Duccio e la
sconsolata “tarapinella”…
Conosco bene la sala dedicata a
Duccio di Buoninsegna con la grande
Maestà (1301-1311), capolavoro che avvia l’eccezionale stagione della pittura
senese. Dal 1771 la Pala
della Maestà è stata segata in due tavole distinte, mentre quand’era in Duomo
si poteva vedere unita e dipinta su due facce, e mi sono spesso soffermato
sulla scritta latina che suona: “O Santa Madre di Dio, sii causa di pace a
Siena, sii vita a Duccio poiché egli così ti pinse”. Per calarmi in quel tempo lontano sono
ritornato a leggere il bel libro di Piero Misciattelli “Mistici senesi”, del
quale ho la settima edizione, pubblicata a Siena nel 1914 dalla libreria
Editrice Giuntini Bentivoglio. “…Il cinquantenario di Monteaperto Siena lo
celebrò recando in trionfo al Duomo, per le sue strade cosparse di fiori, la
famosa ancona della Madonna dipinta da Duccio di Buoninsegna il quale
sull’iscrizione del dipinto volle significare alla regina della Città la
supplichevole gratitudine di tutto un popolo: Mater Sancta Dei sis causa Senis requiei/Sis Ducio vita te
quia pinxit ita.

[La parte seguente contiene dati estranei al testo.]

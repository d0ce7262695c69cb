//! Cross-crate scenario tests for the omni motion core.
//!
//! The tests live in `tests/`; this library only carries the shared rig
//! builders.

use control::{MotorWheel, WheelController};
use hal::{DcMotor, Encoder};
use localization::{MeasuringWheel, WheelOdometry};
use sim::{SimChassis, SimEncoder};
use types::{PidGain, layout};

/// Standard five-encoder chassis at 2048 counts per rotation, 10 rps rail.
pub fn sim_chassis() -> SimChassis {
    SimChassis::new(
        layout::drive_wheels(),
        layout::measuring_wheels().to_vec(),
        2048,
        10.0,
    )
    .expect("default geometry is non-degenerate")
}

/// Wheel odometry over all of the chassis' encoders.
pub fn odometry_for(chassis: &SimChassis) -> WheelOdometry {
    let wheels = layout::measuring_wheels()
        .iter()
        .enumerate()
        .map(|(i, wheel)| MeasuringWheel {
            wheel: *wheel,
            encoder: Box::new(chassis.encoder(i)) as Box<dyn Encoder>,
        })
        .collect();
    WheelOdometry::new(wheels).expect("default geometry is non-degenerate")
}

/// Wheel controller wired to the chassis' drive motors and encoders.
pub fn wheel_controller_for(
    chassis: &SimChassis,
    pose_gain: PidGain,
    motor_gain: PidGain,
) -> WheelController {
    let drive = layout::drive_wheels();
    let motor_wheels = [0, 1, 2].map(|i| MotorWheel {
        wheel: drive[i],
        encoder: Box::new(chassis.encoder(i)) as Box<dyn Encoder>,
        motor: Box::new(chassis.motor(i)) as Box<dyn DcMotor>,
        gain: motor_gain,
    });
    WheelController::new(motor_wheels, pose_gain, 10.0, 1.0)
        .expect("default geometry is non-degenerate")
}

/// Odometry fed by direct encoder handles (no physics), for analytic tests.
pub fn analytic_rig() -> (Vec<SimEncoder>, WheelOdometry) {
    let encoders: Vec<SimEncoder> = (0..5).map(|_| SimEncoder::new(2048, false)).collect();
    let wheels = layout::measuring_wheels()
        .iter()
        .zip(&encoders)
        .map(|(wheel, encoder)| MeasuringWheel {
            wheel: *wheel,
            encoder: Box::new(encoder.clone()) as Box<dyn Encoder>,
        })
        .collect();
    let odometry = WheelOdometry::new(wheels).expect("default geometry is non-degenerate");
    (encoders, odometry)
}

Agnolo di Tura, cronista senese, dice che fu “la più bella
tavola che mai si vedesse et facesse” e che “costò più di tremila fiorini
d’oro”. Duccio a dipingerla ci mise trentadue mesi. Venne allogata al
Buoninsegna il 9 ottobre 1308 da messer Iacomo di Gilberto Marescotti, operaio,
ossia Rettore del Duomo. Un cronista cittadino che probabilmente prese parte
alla festa così la descrisse: “…in quello dì che si portò al Duomo si serraro
le buttighe; et ordinò il Vescovo una magnia et divota compagnia di preti e
frati con una solenne prucissione, accompagnato dai signori Nove e tutti gli
uffiziali del Comuno e tutti i popolari e di mano in mano tutti e più degni
erano appresso a la detta tavola per insino al Duomo facendo la prucessione
intorno al Champo come s’usa, sonando le
champane tutte a gloria per divozione di tanta nobile tavola quanta è questa,
la qual tavola fece Ducio di Niccolo dipintore, e feciesi in casa de’ Muciatti
di fuore de la porta a Stalloreggi. E tutto quello dì si stette a orazione con
molte limosine, le quali si fece a provare persone, preghando Iddio e la sua
Madre, la quale è nostra Avocata, ci difenda per la sua infinita misericordia
da ogni avversità e ogni male, e guardici da mani di traditori e nimici di
Siena”. Duccio di Buoninsegna lo sapeva che la sua Madonna era bella; essa non
assomigliava a le rigide madonne bizantine dagli occhi aperti e fissi nello
spavento di gastighi celesti e terreni. Anch’oggi le alita intorno come un odor
di primavera. La Vergine
duccesca è donna di popolo, non Regina; è figlia della grande rivoluzione
francescana e democratica del popolo italiano; ha il cuore di madre, e sa
piangere con quelli che piangono perché conosce il dolore. Dinanzi alla
bellezza d’un tal dolore femminile, tremante su gli abissi della disperazione,
ci tornano alla memoria i versi d’un ignoto poeta senese del Dugento:
Amor
crocifisso, Amore,
e perché mi
hai lasciata, Amore?
Amor, tu m’hai
lasciata
lo cor mi
s’assottiglia
tutta quanta è
disviata
la nostra
famiglia,
la tua mamma è
sconsolata:
ma chi la
consola, Amore?
Amor, non
aggio padre,
né mamma, né
sorella,
né altro
figlio, né frate
per me
tarapinella:
tu eri la mia
reditate
di ròcche e di
castella, Amore!
Amor, se m’abandoni
non saccio che mi fare,
mettaromi a cercare,
lo mondo in giune e ‘n sune
se mi dovesser mangiare
li orsi, Amore.
Questi versi vibrano di passione e sembrano lacrime,
singulti, e sospiri d’un’anima angosciata nella solitudine dell’abbandono,
povera dell’unica e vera ricchezza, povera d’amore.